| Task to carry out |
Reading the data below, count the lines that carry the string "TcpListener". Give nothing but the count.

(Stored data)
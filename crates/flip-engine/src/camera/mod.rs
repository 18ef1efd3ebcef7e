//! Cameras produce the `CameraView` a frame is rendered from.

mod orbit;

use glam::Vec3;

use crate::input::InputEvent;
use crate::time::Time;

pub use orbit::OrbitCamera;

/// View parameters handed to the renderer when opening the default pass.
#[derive(Debug, Copy, Clone, PartialEq)]
pub struct CameraView {
    /// Vertical field of view, in radians.
    pub fov: f32,
    pub center: Vec3,
    pub eye: Vec3,
}

pub trait Camera {
    fn update(&mut self, _time: &Time) {}

    /// Returns true when the event was consumed.
    fn event(&mut self, _event: &InputEvent) -> bool {
        false
    }

    fn camera_view(&self) -> &CameraView;
}
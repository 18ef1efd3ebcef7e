/// Keyboard key identifier.
///
/// Keys without a variant are reported as `Unknown` with the platform key code.
#[derive(Debug, Copy, Clone, Eq, PartialEq, Hash, Ord, PartialOrd)]
pub enum Key {
    Escape,
    Enter,
    Tab,
    Backspace,
    Space,
    Delete,

    ArrowUp,
    ArrowDown,
    ArrowLeft,
    ArrowRight,

    Shift,
    Control,
    Alt,
    Meta,

    A, B, C, D, E, F, G, H, I, J, K, L, M,
    N, O, P, Q, R, S, T, U, V, W, X, Y, Z,

    Digit0, Digit1, Digit2, Digit3, Digit4,
    Digit5, Digit6, Digit7, Digit8, Digit9,

    F1, F2, F3, F4, F5, F6,
    F7, F8, F9, F10, F11, F12,

    Unknown(u32),
}

/// Press/release transition of a key or mouse button.
#[derive(Debug, Copy, Clone, Eq, PartialEq)]
pub enum ButtonState {
    Pressed,
    Released,
}

#[derive(Debug, Copy, Clone, Eq, PartialEq, Hash)]
pub enum MouseButton {
    Left,
    Right,
    Middle,
    Other(u16),
}

#[derive(Debug, Copy, Clone, Default, Eq, PartialEq)]
pub struct Modifiers {
    pub shift: bool,
    pub ctrl: bool,
    pub alt: bool,
    pub meta: bool,
}

/// Wheel delta as reported by the platform.
#[derive(Debug, Copy, Clone, PartialEq)]
pub enum WheelDelta {
    Lines(f32),
    /// High precision scrolling, in logical pixels.
    Pixels(f32),
}

impl WheelDelta {
    /// Pixel deltas are converted assuming 20 px per line.
    pub fn lines(self) -> f32 {
        match self {
            WheelDelta::Lines(y) => y,
            WheelDelta::Pixels(y) => y / 20.0,
        }
    }
}

/// Platform-agnostic input event. Positions are in logical pixels.
#[derive(Debug, Clone, PartialEq)]
pub enum InputEvent {
    Key {
        key: Key,
        state: ButtonState,
        modifiers: Modifiers,
        /// Generated by key auto-repeat.
        repeat: bool,
    },
    PointerMoved {
        x: f32,
        y: f32,
        modifiers: Modifiers,
    },
    PointerButton {
        button: MouseButton,
        state: ButtonState,
        x: f32,
        y: f32,
        modifiers: Modifiers,
    },
    /// Vertical wheel movement; positive scrolls away from the user.
    Wheel {
        delta: WheelDelta,
        modifiers: Modifiers,
    },
    ModifiersChanged(Modifiers),
    PointerLeft,
    Focused(bool),
}
//! Input subsystem.
//!
//! Public API is platform-agnostic and does not expose winit types.
//! The runtime translates platform events into `InputEvent`s.

mod keyboard;
pub(crate) mod platform;
mod state;
mod types;

pub use keyboard::{KeyInfo, Keyboard};
pub use state::InputState;
pub use types::{ButtonState, InputEvent, Key, Modifiers, MouseButton, WheelDelta};
/// Represents a single acquired surface frame.
///
/// Held by the backend from the first pass of a frame until `commit`. Holding
/// the surface texture prevents acquisition of subsequent frames.
pub struct GpuFrame {
    pub surface_texture: wgpu::SurfaceTexture,
    pub view: wgpu::TextureView,
    pub encoder: wgpu::CommandEncoder,
}
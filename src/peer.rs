// File: peer.rs
// SPDX-License-Identifier: MIT OR Apache-2.0
//
// Copyright (c) 2025
// - Volker Schwaberow <volker@schwaberow.de>

//! A stand-in JDWP endpoint used to drive the prober through its positive
//! and negative paths without a real JVM.

use crate::config::DEFAULT_PEER_READ_TIMEOUT;
use crate::error::{PeerError, ProbeError};
use crate::handshake::{
    is_handshake_request, printable, JDWP_HANDSHAKE_RESPONSE, NOT_JDWP_MARKER, PEER_READ_CAP,
};
use log::{debug, info, trace, warn};
use std::collections::VecDeque;
use std::net::SocketAddr;
use std::sync::{Arc, Mutex};
use std::time::Duration;
use tokio::io::{AsyncReadExt, AsyncWriteExt};
use tokio::net::{TcpListener, TcpStream};
use tokio::sync::oneshot;
use tokio::task::JoinHandle;
use tokio::time::timeout;

#[derive(Debug, Clone)]
pub struct PeerConfig {
    pub host: String,
    pub port: u16,
    pub vulnerable: bool,
    pub read_timeout: Duration,
}

impl PeerConfig {
    pub fn new(host: impl Into<String>, port: u16, vulnerable: bool) -> Self {
        Self {
            host: host.into(),
            port,
            vulnerable,
            read_timeout: DEFAULT_PEER_READ_TIMEOUT,
        }
    }

    pub fn with_read_timeout(mut self, read_timeout: Duration) -> Self {
        self.read_timeout = read_timeout;
        self
    }
}

/// Terminal state of one accepted connection. Every state is followed by close.
#[derive(Debug, Clone, Copy, PartialEq, Eq)]
pub enum SessionOutcome {
    MatchedVulnerable,
    MatchedNotVulnerable,
    NoMatch,
    TimedOut,
    Reset,
    Failed,
}

/// Number of recent session outcomes a running peer remembers.
pub const SESSION_HISTORY: usize = 256;

/// Served-connection counter plus the most recent outcomes, oldest first.
#[derive(Debug, Default)]
struct SessionHistory {
    served: usize,
    recent: VecDeque<SessionOutcome>,
}

impl SessionHistory {
    fn record(&mut self, outcome: SessionOutcome) {
        self.served += 1;
        if self.recent.len() == SESSION_HISTORY {
            self.recent.pop_front();
        }
        self.recent.push_back(outcome);
    }
}

type SessionLog = Arc<Mutex<SessionHistory>>;

pub struct SimulatedPeer {
    config: PeerConfig,
    local_addr: Option<SocketAddr>,
    shutdown: Option<oneshot::Sender<()>>,
    task: Option<JoinHandle<()>>,
    sessions: SessionLog,
}

impl SimulatedPeer {
    pub fn new(config: PeerConfig) -> Self {
        Self {
            config,
            local_addr: None,
            shutdown: None,
            task: None,
            sessions: Arc::new(Mutex::new(SessionHistory::default())),
        }
    }

    /// Bound address while running. Differs from the configured port when that was 0.
    pub fn local_addr(&self) -> Option<SocketAddr> {
        self.local_addr
    }

    pub fn is_running(&self) -> bool {
        self.task.is_some()
    }

    /// Outcomes of the most recent sessions (up to `SESSION_HISTORY`), in completion order.
    pub fn sessions(&self) -> Vec<SessionOutcome> {
        match self.sessions.lock() {
            Ok(history) => history.recent.iter().copied().collect(),
            Err(poisoned) => poisoned.into_inner().recent.iter().copied().collect(),
        }
    }

    /// Total number of connections served since construction.
    pub fn served(&self) -> usize {
        match self.sessions.lock() {
            Ok(history) => history.served,
            Err(poisoned) => poisoned.into_inner().served,
        }
    }

    /// Returns once the listener is bound and accepting.
    pub async fn start(&mut self) -> Result<SocketAddr, PeerError> {
        if self.is_running() {
            return Err(PeerError::AlreadyRunning);
        }

        let addr = resolve(&self.config.host, self.config.port).await?;
        let listener = TcpListener::bind(addr)
            .await
            .map_err(|e| PeerError::Bind(addr, e))?;
        let local_addr = listener.local_addr().map_err(|e| PeerError::Bind(addr, e))?;

        let (shutdown_tx, shutdown_rx) = oneshot::channel();
        let vulnerable = self.config.vulnerable;
        let read_timeout = self.config.read_timeout;
        let sessions = Arc::clone(&self.sessions);

        self.task = Some(tokio::spawn(async move {
            accept_loop(listener, vulnerable, read_timeout, shutdown_rx, sessions).await;
        }));
        self.shutdown = Some(shutdown_tx);
        self.local_addr = Some(local_addr);

        info!(
            "Mock JDWP peer serving on {} (vulnerable={})",
            local_addr, vulnerable
        );
        Ok(local_addr)
    }

    /// Closes the listener and waits until the accept task has finished.
    pub async fn stop(&mut self) {
        if let Some(shutdown) = self.shutdown.take() {
            let _ = shutdown.send(());
        }
        if let Some(task) = self.task.take() {
            if let Err(e) = task.await {
                warn!("Mock JDWP peer task ended abnormally: {}", e);
            }
            info!("Mock JDWP peer stopped.");
        }
        self.local_addr = None;
    }
}

impl Drop for SimulatedPeer {
    fn drop(&mut self) {
        if let Some(task) = self.task.take() {
            task.abort();
        }
    }
}

async fn resolve(host: &str, port: u16) -> Result<SocketAddr, PeerError> {
    let mut addrs = tokio::net::lookup_host((host, port))
        .await
        .map_err(|_| PeerError::InvalidAddress(format!("{}:{}", host, port)))?;
    addrs
        .next()
        .ok_or_else(|| PeerError::InvalidAddress(format!("{}:{}", host, port)))
}

async fn accept_loop(
    listener: TcpListener,
    vulnerable: bool,
    read_timeout: Duration,
    mut shutdown: oneshot::Receiver<()>,
    sessions: SessionLog,
) {
    loop {
        tokio::select! {
            _ = &mut shutdown => break,
            accepted = listener.accept() => match accepted {
                Ok((stream, remote)) => {
                    let outcome = handle_connection(stream, remote, vulnerable, read_timeout).await;
                    match sessions.lock() {
                        Ok(mut history) => history.record(outcome),
                        Err(poisoned) => poisoned.into_inner().record(outcome),
                    }
                }
                Err(e) => {
                    warn!("Mock JDWP peer accept error: {}", e);
                    tokio::time::sleep(Duration::from_millis(100)).await;
                }
            }
        }
    }
    drop(listener);
}

/// Serves one connection and always closes it, whichever branch was taken.
pub async fn handle_connection(
    mut stream: TcpStream,
    remote: SocketAddr,
    vulnerable: bool,
    read_timeout: Duration,
) -> SessionOutcome {
    debug!("Received connection from {}", remote);

    let outcome = respond(&mut stream, vulnerable, read_timeout).await;

    if let Err(e) = stream.shutdown().await {
        trace!("Shutdown of {} failed: {}", remote, e);
    }
    debug!("Closing client connection {} ({:?})", remote, outcome);
    outcome
}

async fn respond(stream: &mut TcpStream, vulnerable: bool, read_timeout: Duration) -> SessionOutcome {
    let mut buffer = [0u8; PEER_READ_CAP];
    let read = match timeout(read_timeout, stream.read(&mut buffer)).await {
        Ok(Ok(read)) => read,
        Ok(Err(e)) => return classify(e),
        Err(_) => {
            debug!("Timeout waiting for client data");
            return SessionOutcome::TimedOut;
        }
    };

    let received = &buffer[..read];
    trace!("Received from client: '{}'", printable(received));

    if !is_handshake_request(received) {
        debug!("Client sent incorrect handshake");
        return SessionOutcome::NoMatch;
    }

    let (reply, outcome) = if vulnerable {
        (JDWP_HANDSHAKE_RESPONSE, SessionOutcome::MatchedVulnerable)
    } else {
        (NOT_JDWP_MARKER, SessionOutcome::MatchedNotVulnerable)
    };

    if let Err(e) = stream.write_all(reply).await {
        return classify(e);
    }
    if let Err(e) = stream.flush().await {
        return classify(e);
    }
    outcome
}

fn classify(error: std::io::Error) -> SessionOutcome {
    match ProbeError::from(error) {
        ProbeError::ConnectionReset => {
            debug!("Client closed the connection unexpectedly");
            SessionOutcome::Reset
        }
        e => {
            warn!("Error handling client: {}", e);
            SessionOutcome::Failed
        }
    }
}

#[cfg(test)]
mod tests {
    use super::*;
    use crate::handshake::JDWP_HANDSHAKE_REQUEST;

    async fn connected_pair() -> (TcpStream, TcpStream, SocketAddr) {
        let listener = TcpListener::bind("127.0.0.1:0").await.unwrap();
        let addr = listener.local_addr().unwrap();
        let client = TcpStream::connect(addr).await.unwrap();
        let (server, remote) = listener.accept().await.unwrap();
        (client, server, remote)
    }

    async fn read_to_end(mut client: TcpStream) -> Vec<u8> {
        let mut reply = Vec::new();
        let _ = client.read_to_end(&mut reply).await;
        reply
    }

    #[test]
    fn test_peer_config_defaults() {
        let config = PeerConfig::new("127.0.0.1", 5005, true);
        assert_eq!(config.read_timeout, Duration::from_secs(2));
        assert!(config.vulnerable);

        let config = config.with_read_timeout(Duration::from_millis(10));
        assert_eq!(config.read_timeout, Duration::from_millis(10));
    }

    #[test]
    fn test_session_history_is_bounded() {
        let mut history = SessionHistory::default();
        history.record(SessionOutcome::Reset);
        for _ in 0..SESSION_HISTORY {
            history.record(SessionOutcome::NoMatch);
        }

        assert_eq!(history.served, SESSION_HISTORY + 1);
        assert_eq!(history.recent.len(), SESSION_HISTORY);
        assert!(history.recent.iter().all(|o| *o == SessionOutcome::NoMatch));
    }

    #[test]
    fn test_classify_io_errors() {
        use std::io::{Error, ErrorKind};

        assert_eq!(
            classify(Error::from(ErrorKind::ConnectionReset)),
            SessionOutcome::Reset
        );
        assert_eq!(
            classify(Error::from(ErrorKind::ConnectionAborted)),
            SessionOutcome::Reset
        );
        assert_eq!(
            classify(Error::from(ErrorKind::BrokenPipe)),
            SessionOutcome::Failed
        );
        assert_eq!(
            classify(Error::from(ErrorKind::PermissionDenied)),
            SessionOutcome::Failed
        );
    }

    #[tokio::test]
    async fn test_vulnerable_branch_echoes_token() {
        let (mut client, server, remote) = connected_pair().await;
        client.write_all(JDWP_HANDSHAKE_REQUEST).await.unwrap();

        let outcome = handle_connection(server, remote, true, Duration::from_secs(2)).await;

        assert_eq!(outcome, SessionOutcome::MatchedVulnerable);
        assert_eq!(read_to_end(client).await, JDWP_HANDSHAKE_RESPONSE);
    }

    #[tokio::test]
    async fn test_not_vulnerable_branch_sends_marker() {
        let (mut client, server, remote) = connected_pair().await;
        client.write_all(JDWP_HANDSHAKE_REQUEST).await.unwrap();

        let outcome = handle_connection(server, remote, false, Duration::from_secs(2)).await;

        assert_eq!(outcome, SessionOutcome::MatchedNotVulnerable);
        assert_eq!(read_to_end(client).await, NOT_JDWP_MARKER);
    }

    #[tokio::test]
    async fn test_wrong_request_gets_no_reply() {
        let (mut client, server, remote) = connected_pair().await;
        client.write_all(b"GET / HTTP/1.1\r\n\r\n").await.unwrap();

        let outcome = handle_connection(server, remote, true, Duration::from_secs(2)).await;

        assert_eq!(outcome, SessionOutcome::NoMatch);
        assert!(read_to_end(client).await.is_empty());
    }

    #[tokio::test]
    async fn test_silent_client_times_out() {
        let (client, server, remote) = connected_pair().await;

        let outcome = handle_connection(server, remote, true, Duration::from_millis(100)).await;

        assert_eq!(outcome, SessionOutcome::TimedOut);
        assert!(read_to_end(client).await.is_empty());
    }

    #[tokio::test]
    async fn test_start_stop_lifecycle() {
        let mut peer = SimulatedPeer::new(PeerConfig::new("127.0.0.1", 0, true));
        assert!(!peer.is_running());

        let addr = peer.start().await.unwrap();
        assert_ne!(addr.port(), 0);
        assert_eq!(peer.local_addr(), Some(addr));
        assert!(matches!(peer.start().await, Err(PeerError::AlreadyRunning)));

        peer.stop().await;
        assert!(!peer.is_running());
        assert_eq!(peer.local_addr(), None);

        // The port is free again once stop() has returned.
        let rebound = TcpListener::bind(addr).await;
        assert!(rebound.is_ok());
    }

    #[tokio::test]
    async fn test_bind_conflict_is_reported() {
        let holder = TcpListener::bind("127.0.0.1:0").await.unwrap();
        let port = holder.local_addr().unwrap().port();

        let mut peer = SimulatedPeer::new(PeerConfig::new("127.0.0.1", port, true));
        assert!(matches!(peer.start().await, Err(PeerError::Bind(_, _))));
        assert!(!peer.is_running());
    }
}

| Response below |
6